● **WHAT THE TASK ASKS**
Below are entries; work out how many of their lines hold "superclass", giving only that number.

= = = = = = =

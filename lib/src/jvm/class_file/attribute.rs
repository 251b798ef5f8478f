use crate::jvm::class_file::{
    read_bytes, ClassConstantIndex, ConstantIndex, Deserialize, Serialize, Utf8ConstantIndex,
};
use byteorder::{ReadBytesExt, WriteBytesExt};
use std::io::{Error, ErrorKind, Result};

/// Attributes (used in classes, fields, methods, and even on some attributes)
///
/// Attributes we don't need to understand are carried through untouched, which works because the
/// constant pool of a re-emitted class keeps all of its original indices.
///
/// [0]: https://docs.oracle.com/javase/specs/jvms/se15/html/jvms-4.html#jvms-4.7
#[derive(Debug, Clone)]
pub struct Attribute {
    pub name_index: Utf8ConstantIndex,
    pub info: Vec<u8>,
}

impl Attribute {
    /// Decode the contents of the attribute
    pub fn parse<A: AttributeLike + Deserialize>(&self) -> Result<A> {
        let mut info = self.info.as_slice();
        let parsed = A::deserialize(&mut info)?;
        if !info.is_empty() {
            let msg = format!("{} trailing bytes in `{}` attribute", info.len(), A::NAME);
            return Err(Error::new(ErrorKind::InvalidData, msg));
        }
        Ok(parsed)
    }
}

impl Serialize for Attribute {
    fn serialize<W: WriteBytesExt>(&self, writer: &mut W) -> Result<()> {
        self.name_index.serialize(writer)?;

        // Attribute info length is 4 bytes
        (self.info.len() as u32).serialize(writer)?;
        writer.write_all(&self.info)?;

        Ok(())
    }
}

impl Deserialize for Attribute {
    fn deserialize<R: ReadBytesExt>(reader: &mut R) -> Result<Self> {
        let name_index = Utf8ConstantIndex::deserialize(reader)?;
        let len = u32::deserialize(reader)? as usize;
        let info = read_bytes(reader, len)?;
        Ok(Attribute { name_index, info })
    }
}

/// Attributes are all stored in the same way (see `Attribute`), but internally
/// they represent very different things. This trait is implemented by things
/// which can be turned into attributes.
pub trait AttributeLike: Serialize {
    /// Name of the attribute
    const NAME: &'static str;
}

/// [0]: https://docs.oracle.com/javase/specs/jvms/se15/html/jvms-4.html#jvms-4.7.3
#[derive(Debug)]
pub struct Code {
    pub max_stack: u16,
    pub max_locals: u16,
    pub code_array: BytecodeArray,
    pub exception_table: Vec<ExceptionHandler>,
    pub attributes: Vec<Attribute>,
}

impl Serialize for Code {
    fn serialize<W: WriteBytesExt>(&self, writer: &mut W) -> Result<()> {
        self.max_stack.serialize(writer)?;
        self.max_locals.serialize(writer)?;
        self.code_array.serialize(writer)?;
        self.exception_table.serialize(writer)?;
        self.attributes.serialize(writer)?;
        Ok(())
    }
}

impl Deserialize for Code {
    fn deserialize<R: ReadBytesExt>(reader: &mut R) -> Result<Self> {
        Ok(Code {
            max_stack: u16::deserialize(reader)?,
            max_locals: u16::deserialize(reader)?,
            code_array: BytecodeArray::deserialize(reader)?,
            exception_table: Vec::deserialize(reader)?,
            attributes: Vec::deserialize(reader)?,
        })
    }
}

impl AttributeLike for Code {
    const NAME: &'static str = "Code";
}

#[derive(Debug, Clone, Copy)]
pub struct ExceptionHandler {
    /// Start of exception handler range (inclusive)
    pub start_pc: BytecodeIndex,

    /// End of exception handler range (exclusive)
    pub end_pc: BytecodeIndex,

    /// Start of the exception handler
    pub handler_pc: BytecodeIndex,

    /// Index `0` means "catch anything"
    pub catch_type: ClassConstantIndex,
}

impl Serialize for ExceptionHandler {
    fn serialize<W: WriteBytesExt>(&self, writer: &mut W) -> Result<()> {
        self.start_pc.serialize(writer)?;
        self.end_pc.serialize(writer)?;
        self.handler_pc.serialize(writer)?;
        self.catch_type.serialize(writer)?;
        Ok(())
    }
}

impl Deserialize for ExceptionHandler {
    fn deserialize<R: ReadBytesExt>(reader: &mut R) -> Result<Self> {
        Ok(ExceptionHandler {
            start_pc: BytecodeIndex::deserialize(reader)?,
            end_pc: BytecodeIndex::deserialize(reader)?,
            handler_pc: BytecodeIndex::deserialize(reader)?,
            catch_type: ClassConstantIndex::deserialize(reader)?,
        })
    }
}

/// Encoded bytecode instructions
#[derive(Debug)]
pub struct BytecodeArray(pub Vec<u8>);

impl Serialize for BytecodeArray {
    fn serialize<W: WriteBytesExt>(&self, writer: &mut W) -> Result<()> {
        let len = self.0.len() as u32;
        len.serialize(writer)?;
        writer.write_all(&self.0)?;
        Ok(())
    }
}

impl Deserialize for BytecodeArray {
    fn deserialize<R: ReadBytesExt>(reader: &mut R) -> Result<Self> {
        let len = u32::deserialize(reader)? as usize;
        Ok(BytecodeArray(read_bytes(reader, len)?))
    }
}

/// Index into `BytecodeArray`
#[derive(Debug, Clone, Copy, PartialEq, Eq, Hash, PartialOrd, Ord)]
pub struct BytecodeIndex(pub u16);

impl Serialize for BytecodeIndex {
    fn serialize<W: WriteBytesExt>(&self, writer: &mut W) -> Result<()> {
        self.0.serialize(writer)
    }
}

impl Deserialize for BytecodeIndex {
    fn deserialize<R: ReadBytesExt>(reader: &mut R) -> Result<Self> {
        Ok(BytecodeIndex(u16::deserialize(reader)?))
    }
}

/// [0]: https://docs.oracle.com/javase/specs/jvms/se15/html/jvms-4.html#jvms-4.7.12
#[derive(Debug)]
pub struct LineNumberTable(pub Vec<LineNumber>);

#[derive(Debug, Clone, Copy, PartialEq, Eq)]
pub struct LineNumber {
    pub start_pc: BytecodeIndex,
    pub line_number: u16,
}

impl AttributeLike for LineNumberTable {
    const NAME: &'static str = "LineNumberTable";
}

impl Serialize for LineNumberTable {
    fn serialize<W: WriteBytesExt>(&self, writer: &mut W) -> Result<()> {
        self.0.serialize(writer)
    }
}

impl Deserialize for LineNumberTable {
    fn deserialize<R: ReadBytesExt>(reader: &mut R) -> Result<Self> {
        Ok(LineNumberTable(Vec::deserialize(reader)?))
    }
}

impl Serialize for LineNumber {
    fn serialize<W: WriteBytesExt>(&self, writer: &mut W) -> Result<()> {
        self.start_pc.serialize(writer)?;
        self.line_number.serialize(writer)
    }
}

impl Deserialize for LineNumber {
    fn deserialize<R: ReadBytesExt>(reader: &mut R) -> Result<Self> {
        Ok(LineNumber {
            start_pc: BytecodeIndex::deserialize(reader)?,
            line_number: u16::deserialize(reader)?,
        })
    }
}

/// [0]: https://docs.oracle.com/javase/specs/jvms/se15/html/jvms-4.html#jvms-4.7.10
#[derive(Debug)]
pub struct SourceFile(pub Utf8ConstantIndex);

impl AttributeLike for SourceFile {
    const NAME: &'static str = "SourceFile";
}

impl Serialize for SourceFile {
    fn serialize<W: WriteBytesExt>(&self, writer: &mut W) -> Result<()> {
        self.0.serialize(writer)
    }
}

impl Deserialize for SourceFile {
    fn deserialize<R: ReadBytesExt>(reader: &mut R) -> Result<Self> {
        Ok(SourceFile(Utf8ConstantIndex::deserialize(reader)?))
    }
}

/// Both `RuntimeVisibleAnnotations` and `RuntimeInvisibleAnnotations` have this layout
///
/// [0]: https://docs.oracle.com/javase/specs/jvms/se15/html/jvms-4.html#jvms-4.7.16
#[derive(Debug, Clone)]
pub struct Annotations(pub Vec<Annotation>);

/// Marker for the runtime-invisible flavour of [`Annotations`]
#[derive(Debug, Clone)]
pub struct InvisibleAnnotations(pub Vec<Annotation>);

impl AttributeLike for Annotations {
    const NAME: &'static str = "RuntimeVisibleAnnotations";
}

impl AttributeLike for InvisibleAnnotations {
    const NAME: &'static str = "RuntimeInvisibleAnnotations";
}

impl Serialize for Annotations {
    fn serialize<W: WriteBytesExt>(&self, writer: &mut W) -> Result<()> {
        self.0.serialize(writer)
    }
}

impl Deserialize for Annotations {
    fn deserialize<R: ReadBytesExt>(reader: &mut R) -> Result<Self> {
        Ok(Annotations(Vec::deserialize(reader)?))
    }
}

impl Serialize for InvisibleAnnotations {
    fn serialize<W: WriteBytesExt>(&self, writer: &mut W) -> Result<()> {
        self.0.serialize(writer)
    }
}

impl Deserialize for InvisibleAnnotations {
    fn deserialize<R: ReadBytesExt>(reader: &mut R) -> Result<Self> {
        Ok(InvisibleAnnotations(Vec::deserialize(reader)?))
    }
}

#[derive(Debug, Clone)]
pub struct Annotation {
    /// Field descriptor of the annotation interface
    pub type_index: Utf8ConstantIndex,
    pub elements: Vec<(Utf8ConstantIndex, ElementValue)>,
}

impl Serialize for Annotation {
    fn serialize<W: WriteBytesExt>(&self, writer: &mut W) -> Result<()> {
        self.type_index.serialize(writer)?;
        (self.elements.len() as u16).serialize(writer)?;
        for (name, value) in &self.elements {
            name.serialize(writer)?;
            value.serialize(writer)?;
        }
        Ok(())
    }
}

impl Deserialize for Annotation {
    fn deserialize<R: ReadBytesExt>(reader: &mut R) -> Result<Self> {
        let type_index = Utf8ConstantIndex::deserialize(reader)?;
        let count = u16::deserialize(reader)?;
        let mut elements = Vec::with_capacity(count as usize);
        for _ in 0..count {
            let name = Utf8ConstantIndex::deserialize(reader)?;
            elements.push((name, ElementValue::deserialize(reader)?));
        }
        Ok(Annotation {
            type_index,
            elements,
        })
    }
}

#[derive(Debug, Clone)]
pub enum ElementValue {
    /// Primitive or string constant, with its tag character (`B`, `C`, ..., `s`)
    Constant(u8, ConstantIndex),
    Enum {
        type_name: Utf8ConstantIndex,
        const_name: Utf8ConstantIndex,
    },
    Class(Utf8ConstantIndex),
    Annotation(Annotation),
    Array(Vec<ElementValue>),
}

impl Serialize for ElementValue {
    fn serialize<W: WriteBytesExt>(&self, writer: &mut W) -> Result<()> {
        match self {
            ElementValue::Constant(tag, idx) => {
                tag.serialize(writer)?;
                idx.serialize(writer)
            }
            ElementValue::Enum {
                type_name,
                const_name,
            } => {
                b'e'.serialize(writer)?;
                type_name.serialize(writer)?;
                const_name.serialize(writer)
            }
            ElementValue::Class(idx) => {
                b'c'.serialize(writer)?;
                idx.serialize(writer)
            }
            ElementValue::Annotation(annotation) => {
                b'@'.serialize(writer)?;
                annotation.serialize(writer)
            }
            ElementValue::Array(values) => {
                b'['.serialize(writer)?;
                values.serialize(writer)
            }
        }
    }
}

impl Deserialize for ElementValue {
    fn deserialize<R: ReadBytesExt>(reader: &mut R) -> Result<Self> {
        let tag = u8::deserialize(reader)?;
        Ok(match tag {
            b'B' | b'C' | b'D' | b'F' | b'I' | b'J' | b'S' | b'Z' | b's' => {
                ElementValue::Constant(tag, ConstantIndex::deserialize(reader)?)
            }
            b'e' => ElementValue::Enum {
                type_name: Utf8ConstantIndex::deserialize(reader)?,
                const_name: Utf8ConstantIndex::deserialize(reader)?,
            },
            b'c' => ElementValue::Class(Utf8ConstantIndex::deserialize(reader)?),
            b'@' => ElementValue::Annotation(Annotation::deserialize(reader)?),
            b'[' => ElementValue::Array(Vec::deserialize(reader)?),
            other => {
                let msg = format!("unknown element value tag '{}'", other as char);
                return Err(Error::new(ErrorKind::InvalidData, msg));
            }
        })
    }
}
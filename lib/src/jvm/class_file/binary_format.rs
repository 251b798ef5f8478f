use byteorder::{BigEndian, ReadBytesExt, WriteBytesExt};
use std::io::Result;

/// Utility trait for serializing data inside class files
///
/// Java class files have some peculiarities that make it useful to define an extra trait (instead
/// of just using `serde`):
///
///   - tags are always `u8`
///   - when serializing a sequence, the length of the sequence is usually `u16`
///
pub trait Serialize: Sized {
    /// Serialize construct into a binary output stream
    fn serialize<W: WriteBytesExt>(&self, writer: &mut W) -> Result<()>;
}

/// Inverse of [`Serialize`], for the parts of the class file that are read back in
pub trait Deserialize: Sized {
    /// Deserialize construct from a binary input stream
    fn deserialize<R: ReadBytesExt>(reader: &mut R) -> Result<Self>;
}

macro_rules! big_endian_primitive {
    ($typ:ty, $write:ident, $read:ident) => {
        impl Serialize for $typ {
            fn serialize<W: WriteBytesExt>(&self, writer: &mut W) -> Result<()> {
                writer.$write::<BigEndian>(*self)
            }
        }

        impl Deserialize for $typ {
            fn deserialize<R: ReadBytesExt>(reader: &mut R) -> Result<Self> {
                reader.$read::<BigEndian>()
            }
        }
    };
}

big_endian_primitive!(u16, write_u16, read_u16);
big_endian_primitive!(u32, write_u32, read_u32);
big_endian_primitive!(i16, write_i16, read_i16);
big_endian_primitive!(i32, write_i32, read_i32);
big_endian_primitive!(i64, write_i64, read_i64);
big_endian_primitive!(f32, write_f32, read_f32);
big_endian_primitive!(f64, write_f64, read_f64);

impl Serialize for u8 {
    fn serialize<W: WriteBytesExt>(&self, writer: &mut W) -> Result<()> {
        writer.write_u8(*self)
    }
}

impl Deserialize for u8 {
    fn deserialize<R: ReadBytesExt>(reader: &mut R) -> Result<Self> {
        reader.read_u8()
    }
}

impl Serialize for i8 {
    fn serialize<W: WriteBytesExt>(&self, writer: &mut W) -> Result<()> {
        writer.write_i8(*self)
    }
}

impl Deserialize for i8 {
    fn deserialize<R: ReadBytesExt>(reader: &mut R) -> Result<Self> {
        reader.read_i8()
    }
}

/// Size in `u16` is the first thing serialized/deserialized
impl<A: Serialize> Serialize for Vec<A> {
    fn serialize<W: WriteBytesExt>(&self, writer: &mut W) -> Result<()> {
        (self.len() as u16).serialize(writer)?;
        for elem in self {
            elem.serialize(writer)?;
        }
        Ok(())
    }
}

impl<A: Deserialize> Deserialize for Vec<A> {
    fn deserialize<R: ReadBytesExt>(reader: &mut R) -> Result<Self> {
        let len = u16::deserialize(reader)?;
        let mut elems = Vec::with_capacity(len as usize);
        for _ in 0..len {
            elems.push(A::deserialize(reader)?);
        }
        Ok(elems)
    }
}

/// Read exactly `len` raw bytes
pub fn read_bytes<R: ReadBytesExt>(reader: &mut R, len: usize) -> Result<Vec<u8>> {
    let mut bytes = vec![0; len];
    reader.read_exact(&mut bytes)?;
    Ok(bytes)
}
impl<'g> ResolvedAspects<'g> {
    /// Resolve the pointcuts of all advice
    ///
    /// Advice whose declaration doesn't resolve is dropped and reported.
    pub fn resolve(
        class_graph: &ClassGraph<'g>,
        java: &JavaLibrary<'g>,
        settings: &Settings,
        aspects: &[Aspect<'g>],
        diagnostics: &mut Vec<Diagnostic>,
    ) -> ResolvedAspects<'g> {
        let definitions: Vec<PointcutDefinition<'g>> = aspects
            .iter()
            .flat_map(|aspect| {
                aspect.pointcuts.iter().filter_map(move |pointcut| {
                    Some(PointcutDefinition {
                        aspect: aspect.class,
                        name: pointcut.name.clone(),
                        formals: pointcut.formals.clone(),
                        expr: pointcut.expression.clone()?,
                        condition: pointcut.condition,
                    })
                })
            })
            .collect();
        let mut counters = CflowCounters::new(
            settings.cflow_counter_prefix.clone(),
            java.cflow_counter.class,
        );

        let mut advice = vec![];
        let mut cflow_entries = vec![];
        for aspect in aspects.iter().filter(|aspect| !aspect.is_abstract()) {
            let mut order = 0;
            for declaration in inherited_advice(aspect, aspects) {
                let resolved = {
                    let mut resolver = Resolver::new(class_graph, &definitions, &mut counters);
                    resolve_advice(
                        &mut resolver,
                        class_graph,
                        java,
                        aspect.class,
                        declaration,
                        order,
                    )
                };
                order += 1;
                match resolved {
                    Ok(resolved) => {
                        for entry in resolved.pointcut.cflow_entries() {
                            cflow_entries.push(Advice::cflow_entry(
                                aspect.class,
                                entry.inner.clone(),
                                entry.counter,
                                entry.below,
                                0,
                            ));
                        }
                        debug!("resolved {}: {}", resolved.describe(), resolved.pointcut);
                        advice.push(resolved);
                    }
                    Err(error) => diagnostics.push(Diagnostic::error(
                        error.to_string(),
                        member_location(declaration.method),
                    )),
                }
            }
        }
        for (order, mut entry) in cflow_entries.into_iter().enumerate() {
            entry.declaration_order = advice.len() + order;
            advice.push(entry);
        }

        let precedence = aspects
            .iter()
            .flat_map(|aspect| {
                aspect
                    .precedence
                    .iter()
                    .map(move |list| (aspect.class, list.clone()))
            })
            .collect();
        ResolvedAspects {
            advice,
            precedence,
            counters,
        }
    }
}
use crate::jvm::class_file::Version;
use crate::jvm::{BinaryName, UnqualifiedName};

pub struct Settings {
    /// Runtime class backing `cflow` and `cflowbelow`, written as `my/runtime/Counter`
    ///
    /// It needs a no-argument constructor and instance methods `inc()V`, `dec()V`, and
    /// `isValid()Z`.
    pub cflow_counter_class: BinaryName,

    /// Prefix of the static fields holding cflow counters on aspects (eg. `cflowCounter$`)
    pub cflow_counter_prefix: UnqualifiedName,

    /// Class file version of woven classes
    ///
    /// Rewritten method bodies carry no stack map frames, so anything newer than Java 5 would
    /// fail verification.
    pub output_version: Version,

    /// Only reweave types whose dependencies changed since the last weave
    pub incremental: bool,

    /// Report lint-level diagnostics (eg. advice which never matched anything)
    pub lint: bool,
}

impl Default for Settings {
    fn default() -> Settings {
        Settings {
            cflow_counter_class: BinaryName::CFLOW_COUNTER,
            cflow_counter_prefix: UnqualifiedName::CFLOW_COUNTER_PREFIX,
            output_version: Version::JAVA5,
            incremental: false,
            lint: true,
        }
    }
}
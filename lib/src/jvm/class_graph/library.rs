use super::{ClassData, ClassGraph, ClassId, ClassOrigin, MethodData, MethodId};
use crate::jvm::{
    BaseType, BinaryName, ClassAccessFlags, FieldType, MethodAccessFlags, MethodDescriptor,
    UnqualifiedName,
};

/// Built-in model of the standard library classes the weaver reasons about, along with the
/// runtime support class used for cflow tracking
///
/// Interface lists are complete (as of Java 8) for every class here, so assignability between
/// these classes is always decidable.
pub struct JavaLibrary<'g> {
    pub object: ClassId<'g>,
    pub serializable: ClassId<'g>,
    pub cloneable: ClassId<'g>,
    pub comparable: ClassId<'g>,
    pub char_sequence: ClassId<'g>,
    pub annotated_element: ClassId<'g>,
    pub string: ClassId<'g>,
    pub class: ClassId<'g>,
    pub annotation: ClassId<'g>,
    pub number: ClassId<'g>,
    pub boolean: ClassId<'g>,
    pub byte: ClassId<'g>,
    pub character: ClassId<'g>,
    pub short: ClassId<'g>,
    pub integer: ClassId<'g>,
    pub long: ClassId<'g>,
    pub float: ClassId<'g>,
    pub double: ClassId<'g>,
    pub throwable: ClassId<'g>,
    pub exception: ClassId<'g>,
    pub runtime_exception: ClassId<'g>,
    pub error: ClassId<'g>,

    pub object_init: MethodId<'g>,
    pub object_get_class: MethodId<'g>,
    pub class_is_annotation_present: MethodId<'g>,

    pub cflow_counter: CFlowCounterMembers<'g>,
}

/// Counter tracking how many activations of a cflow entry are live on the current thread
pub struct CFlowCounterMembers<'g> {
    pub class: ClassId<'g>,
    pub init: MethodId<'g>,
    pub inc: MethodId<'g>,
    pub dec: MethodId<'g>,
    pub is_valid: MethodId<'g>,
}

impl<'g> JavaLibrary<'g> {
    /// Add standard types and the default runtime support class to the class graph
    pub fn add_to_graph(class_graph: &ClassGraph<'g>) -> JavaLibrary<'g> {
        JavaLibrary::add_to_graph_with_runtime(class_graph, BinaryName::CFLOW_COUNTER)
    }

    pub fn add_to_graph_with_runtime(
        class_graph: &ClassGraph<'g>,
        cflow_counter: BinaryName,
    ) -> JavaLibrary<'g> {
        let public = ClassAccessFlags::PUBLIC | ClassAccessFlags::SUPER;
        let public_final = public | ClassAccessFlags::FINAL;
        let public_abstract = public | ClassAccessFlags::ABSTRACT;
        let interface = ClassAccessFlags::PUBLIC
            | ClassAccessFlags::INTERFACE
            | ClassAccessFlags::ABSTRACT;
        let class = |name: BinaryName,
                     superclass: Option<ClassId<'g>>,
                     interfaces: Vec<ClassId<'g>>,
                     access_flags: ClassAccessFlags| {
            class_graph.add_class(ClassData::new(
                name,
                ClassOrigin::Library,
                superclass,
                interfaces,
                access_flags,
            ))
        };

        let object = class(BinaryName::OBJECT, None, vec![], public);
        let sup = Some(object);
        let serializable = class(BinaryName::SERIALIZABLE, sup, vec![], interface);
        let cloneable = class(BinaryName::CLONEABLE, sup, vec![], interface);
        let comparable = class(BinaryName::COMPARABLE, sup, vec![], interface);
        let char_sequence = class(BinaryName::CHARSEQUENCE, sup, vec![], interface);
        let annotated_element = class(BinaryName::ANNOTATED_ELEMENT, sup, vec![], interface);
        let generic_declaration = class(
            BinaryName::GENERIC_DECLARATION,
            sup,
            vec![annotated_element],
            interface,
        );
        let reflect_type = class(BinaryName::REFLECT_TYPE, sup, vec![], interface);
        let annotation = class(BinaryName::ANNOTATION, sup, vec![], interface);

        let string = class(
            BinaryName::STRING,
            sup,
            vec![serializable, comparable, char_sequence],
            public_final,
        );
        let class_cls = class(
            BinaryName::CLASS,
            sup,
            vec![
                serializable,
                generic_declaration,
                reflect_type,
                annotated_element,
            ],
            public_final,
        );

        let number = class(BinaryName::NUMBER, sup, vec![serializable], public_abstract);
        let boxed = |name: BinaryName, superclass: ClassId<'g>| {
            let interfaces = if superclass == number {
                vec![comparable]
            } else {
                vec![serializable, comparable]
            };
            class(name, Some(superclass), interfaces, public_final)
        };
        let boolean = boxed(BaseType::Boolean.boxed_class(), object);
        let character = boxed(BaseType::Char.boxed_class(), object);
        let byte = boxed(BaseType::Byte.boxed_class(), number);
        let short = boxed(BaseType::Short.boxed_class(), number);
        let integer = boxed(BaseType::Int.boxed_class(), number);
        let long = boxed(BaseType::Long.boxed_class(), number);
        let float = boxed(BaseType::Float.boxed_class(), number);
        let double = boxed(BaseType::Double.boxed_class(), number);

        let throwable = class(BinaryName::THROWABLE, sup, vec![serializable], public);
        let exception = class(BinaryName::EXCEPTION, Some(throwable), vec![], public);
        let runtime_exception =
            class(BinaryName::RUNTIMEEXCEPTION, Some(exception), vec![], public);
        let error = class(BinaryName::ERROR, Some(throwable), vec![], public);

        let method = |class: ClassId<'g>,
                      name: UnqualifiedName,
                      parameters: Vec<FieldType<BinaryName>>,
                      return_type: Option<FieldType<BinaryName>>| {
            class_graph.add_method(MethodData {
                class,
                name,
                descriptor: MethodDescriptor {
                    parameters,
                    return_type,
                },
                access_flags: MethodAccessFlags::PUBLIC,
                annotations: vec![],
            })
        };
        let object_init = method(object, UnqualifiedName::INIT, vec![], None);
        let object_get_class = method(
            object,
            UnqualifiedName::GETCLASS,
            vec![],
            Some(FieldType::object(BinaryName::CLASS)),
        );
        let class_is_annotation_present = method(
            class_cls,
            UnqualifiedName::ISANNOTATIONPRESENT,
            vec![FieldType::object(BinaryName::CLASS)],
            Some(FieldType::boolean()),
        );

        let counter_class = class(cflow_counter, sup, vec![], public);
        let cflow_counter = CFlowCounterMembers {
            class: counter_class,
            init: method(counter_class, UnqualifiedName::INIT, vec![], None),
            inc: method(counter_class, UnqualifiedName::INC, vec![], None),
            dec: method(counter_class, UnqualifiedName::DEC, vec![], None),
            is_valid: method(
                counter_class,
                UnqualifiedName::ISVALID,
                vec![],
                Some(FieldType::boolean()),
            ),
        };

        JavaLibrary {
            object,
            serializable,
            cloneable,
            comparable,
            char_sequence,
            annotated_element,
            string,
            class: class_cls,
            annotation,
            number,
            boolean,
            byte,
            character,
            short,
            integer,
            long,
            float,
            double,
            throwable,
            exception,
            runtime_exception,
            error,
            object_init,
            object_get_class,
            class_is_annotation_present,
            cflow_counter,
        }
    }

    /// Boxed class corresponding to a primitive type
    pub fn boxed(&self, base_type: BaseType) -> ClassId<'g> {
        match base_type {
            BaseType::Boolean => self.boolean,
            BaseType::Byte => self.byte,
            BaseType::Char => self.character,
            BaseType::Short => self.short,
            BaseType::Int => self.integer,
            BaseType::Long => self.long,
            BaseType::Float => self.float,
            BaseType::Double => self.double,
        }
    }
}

= = = = = = =

● **OUTPUT FOR THIS TASK**
5